Work item -> Each line below that carries the string "OrderStatus" must appear in the answer.

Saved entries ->
BEGIN
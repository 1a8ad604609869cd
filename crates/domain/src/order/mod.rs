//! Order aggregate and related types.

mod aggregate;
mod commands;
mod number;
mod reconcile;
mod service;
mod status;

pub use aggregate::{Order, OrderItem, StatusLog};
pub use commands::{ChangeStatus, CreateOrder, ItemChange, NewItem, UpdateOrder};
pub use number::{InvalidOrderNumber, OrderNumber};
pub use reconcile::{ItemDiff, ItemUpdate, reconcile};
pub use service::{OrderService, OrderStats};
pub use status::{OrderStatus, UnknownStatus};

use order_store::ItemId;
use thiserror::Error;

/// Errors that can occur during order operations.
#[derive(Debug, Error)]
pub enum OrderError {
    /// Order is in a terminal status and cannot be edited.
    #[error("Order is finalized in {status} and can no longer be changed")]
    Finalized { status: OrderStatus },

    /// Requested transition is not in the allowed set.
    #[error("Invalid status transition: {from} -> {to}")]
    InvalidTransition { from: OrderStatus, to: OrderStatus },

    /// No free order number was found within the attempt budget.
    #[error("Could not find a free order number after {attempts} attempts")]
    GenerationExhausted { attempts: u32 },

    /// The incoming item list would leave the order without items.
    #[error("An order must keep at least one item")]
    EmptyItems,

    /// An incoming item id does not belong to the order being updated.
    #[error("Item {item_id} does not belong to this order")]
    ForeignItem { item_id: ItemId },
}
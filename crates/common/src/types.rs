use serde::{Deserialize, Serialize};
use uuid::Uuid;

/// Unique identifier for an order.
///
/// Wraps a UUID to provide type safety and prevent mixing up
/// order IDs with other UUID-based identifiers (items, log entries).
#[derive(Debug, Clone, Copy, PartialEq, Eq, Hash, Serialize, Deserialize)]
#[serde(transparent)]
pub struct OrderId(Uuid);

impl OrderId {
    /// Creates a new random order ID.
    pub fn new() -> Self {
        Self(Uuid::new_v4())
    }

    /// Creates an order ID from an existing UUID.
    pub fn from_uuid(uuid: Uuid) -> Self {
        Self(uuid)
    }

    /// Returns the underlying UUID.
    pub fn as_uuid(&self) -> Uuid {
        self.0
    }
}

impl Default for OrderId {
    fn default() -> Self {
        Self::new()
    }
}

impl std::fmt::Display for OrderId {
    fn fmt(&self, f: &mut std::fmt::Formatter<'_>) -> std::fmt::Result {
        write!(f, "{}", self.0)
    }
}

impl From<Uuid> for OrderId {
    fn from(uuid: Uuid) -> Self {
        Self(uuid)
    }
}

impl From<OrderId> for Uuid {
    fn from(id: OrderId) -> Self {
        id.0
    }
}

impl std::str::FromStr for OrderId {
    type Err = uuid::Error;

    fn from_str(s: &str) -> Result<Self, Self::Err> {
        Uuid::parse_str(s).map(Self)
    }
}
END
Expected output ->
pub use status::{OrderStatus, UnknownStatus};
    Finalized { status: OrderStatus },
    InvalidTransition { from: OrderStatus, to: OrderStatus },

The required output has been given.